▸ PROBLEM STATEMENT: Start at the line in the entries below that contains "#[derive(Debug, Clone, PartialEq)]", stop at the line that contains "let mut bars: VecDeque<CandleMetrics>", and output exactly the lines in that span, both ends included.

============================================================

//! Fixed-length history of derived candle records.

use std::collections::VecDeque;

use crate::{CandleMetrics, PatternError, Period, Result, OHLCV};

/// The most recent `span` bars, oldest first.
///
/// The length never changes after construction: every push evicts the oldest
/// entry.
#[derive(Debug, Clone, PartialEq)]
pub struct HistoryWindow {
    span: Period,
    bars: VecDeque<CandleMetrics>,
}

impl HistoryWindow {
    /// Keep the last `span` entries of `metrics`.
    pub fn new(span: Period, metrics: impl IntoIterator<Item = CandleMetrics>) -> Result<Self> {
        let mut bars: VecDeque<CandleMetrics> = metrics.into_iter().collect();
        let need = span.get();
        if bars.len() < need {
            return Err(PatternError::InsufficientData {
                need,
                got: bars.len(),
            });
        }
        let excess = bars.len() - need;
        bars.drain(..excess);
        Ok(Self { span, bars })
    }

    pub fn from_bars<T: OHLCV>(span: Period, bars: &[T]) -> Result<Self> {
        Self::new(span, bars.iter().map(CandleMetrics::from_bar))
    }

    #[inline]
    pub fn span(&self) -> Period {
        self.span
    }

    #[inline]
    pub fn len(&self) -> usize {
        self.bars.len()
    }

    #[inline]
    pub fn is_empty(&self) -> bool {
        self.bars.is_empty()
    }

    /// Bar at `index`, counted from the oldest
    #[inline]
    pub fn get(&self, index: usize) -> Option<&CandleMetrics> {
        self.bars.get(index)
    }

    /// Bar `offset` positions back from the newest (0 = newest)
    #[inline]
    pub fn back(&self, offset: usize) -> Option<&CandleMetrics> {
        let index = self.bars.len().checked_sub(offset + 1)?;
        self.bars.get(index)
    }

    #[inline]
    pub fn latest(&self) -> Option<&CandleMetrics> {
        self.bars.back()
    }

    pub fn iter(&self) -> impl DoubleEndedIterator<Item = &CandleMetrics> + ExactSizeIterator {
        self.bars.iter()
    }

    /// Append `bar`, evicting and returning the oldest entry.
    pub fn push(&mut self, bar: CandleMetrics) -> Option<CandleMetrics> {
        let evicted = self.bars.pop_front();
        self.bars.push_back(bar);
        evicted
    }

    /// Undo the last [`push`](Self::push), given what it evicted.
    pub fn rollback(&mut self, evicted: Option<CandleMetrics>) {
        self.bars.pop_back();
        if let Some(bar) = evicted {
            self.bars.push_front(bar);
        }
    }
}

impl<'a> IntoIterator for &'a HistoryWindow {
    type Item = &'a CandleMetrics;
    type IntoIter = std::collections::vec_deque::Iter<'a, CandleMetrics>;

    fn into_iter(self) -> Self::IntoIter {
        self.bars.iter()
    }
}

============================================================

▸ EXERCISE RESULT:
#[derive(Debug, Clone, PartialEq)]
pub struct HistoryWindow {
    span: Period,
    bars: VecDeque<CandleMetrics>,
}

impl HistoryWindow {
    /// Keep the last `span` entries of `metrics`.
    pub fn new(span: Period, metrics: impl IntoIterator<Item = CandleMetrics>) -> Result<Self> {
        let mut bars: VecDeque<CandleMetrics> = metrics.into_iter().collect();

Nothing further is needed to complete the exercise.